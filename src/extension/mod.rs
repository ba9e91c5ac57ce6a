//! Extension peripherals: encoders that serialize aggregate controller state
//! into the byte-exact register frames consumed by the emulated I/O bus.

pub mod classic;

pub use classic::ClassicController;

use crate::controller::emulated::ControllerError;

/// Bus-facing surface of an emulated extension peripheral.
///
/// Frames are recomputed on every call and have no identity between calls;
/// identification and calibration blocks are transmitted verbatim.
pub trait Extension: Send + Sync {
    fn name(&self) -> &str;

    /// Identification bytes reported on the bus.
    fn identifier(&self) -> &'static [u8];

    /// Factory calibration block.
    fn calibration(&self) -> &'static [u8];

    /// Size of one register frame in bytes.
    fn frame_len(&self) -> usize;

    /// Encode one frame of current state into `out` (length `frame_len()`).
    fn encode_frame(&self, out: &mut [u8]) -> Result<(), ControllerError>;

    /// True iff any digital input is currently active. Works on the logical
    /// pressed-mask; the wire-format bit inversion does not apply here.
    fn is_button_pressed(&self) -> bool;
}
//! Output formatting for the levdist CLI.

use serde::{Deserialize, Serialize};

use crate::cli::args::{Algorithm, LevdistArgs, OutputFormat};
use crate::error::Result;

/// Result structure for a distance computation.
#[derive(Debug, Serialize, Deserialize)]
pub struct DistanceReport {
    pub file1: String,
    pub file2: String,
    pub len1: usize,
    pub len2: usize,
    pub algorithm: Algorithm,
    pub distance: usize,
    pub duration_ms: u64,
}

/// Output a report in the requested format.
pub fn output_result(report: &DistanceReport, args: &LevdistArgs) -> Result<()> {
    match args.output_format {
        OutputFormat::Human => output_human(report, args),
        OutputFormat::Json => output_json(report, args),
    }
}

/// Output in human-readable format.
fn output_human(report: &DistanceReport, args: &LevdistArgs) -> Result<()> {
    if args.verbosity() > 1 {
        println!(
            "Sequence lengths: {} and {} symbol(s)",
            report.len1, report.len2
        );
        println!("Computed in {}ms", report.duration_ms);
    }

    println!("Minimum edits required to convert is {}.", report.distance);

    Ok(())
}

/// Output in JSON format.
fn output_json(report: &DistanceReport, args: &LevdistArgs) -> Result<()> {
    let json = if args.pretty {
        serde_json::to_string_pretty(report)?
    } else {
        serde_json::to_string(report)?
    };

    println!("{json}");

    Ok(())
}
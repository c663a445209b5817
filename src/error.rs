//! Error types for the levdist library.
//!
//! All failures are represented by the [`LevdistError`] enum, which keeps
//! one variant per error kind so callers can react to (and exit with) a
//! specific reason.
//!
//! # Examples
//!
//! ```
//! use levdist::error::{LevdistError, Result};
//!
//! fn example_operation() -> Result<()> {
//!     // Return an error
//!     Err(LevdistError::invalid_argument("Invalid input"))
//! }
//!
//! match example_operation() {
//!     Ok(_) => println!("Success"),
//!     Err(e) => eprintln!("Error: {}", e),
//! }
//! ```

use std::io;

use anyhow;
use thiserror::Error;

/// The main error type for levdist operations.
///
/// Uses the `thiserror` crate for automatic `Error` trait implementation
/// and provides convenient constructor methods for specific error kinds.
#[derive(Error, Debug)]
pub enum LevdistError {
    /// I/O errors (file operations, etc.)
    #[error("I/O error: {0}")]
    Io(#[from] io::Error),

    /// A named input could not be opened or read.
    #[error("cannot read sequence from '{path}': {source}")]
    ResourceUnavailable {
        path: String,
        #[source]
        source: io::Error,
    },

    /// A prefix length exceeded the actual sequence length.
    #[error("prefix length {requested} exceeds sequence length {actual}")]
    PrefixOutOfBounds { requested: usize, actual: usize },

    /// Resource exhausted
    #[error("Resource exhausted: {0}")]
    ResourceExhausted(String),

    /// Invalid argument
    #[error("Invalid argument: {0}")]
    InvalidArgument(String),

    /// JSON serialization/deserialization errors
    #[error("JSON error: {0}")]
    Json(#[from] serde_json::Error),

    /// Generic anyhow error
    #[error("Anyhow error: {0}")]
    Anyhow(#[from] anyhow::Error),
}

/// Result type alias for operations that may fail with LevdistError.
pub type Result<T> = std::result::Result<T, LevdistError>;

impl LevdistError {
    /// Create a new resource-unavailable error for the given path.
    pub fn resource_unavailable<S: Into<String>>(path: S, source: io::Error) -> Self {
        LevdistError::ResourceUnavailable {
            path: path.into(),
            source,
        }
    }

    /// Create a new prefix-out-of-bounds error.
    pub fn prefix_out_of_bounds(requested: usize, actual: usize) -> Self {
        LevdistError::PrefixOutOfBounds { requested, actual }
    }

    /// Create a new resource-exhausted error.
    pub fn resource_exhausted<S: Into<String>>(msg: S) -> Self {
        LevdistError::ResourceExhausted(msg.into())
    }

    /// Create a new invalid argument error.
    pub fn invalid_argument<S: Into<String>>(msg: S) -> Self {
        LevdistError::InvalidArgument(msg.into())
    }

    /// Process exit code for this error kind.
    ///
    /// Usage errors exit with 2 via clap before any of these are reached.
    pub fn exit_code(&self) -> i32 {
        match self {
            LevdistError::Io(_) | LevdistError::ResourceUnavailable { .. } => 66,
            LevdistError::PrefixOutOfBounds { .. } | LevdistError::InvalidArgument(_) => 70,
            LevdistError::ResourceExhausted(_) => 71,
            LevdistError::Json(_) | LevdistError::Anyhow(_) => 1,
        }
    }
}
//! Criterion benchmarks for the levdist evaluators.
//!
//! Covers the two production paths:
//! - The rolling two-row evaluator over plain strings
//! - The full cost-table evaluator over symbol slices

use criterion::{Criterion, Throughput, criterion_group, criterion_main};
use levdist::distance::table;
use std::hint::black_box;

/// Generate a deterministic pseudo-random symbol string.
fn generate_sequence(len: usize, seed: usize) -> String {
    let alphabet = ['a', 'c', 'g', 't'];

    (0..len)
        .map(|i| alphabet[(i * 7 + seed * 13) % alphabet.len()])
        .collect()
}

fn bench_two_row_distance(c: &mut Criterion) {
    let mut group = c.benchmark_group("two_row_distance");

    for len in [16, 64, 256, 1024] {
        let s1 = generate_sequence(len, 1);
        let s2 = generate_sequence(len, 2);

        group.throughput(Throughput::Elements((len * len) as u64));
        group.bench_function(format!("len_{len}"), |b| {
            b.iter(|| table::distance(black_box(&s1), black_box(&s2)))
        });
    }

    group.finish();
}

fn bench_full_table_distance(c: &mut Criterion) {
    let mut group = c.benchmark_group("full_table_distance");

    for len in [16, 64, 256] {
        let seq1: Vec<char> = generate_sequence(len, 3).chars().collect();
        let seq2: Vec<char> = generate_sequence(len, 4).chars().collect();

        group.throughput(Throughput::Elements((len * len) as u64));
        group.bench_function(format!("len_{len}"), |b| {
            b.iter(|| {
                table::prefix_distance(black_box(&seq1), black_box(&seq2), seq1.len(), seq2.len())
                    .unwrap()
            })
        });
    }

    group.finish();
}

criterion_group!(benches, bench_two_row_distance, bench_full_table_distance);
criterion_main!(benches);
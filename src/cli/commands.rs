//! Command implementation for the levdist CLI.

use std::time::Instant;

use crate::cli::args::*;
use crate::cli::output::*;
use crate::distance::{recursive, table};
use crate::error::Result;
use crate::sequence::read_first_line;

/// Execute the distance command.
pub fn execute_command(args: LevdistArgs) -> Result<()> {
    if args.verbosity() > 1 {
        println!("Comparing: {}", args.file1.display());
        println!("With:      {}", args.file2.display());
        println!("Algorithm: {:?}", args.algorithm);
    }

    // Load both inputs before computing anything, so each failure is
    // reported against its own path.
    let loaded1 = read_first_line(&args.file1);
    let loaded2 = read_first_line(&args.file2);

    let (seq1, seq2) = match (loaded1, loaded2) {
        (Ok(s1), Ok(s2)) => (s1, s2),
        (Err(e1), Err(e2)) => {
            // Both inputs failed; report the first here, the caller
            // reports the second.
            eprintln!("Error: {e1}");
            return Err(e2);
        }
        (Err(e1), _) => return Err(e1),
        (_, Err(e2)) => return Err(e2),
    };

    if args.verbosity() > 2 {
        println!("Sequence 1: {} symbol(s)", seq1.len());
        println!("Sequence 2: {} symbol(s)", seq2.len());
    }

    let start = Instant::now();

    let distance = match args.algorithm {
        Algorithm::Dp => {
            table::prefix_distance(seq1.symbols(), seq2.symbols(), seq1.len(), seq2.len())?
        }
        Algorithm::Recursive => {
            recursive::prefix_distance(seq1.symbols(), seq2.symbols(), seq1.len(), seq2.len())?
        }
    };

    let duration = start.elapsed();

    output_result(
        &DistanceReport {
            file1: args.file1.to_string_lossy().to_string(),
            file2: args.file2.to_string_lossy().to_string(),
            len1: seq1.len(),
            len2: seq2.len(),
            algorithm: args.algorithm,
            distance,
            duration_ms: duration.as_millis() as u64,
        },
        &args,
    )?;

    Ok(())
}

▶ [GOAL OF THE EXERCISE]:
Count every line of the material above that includes "from", giving the total without any other words.

▶ [EXERCISE OUTPUT]:
4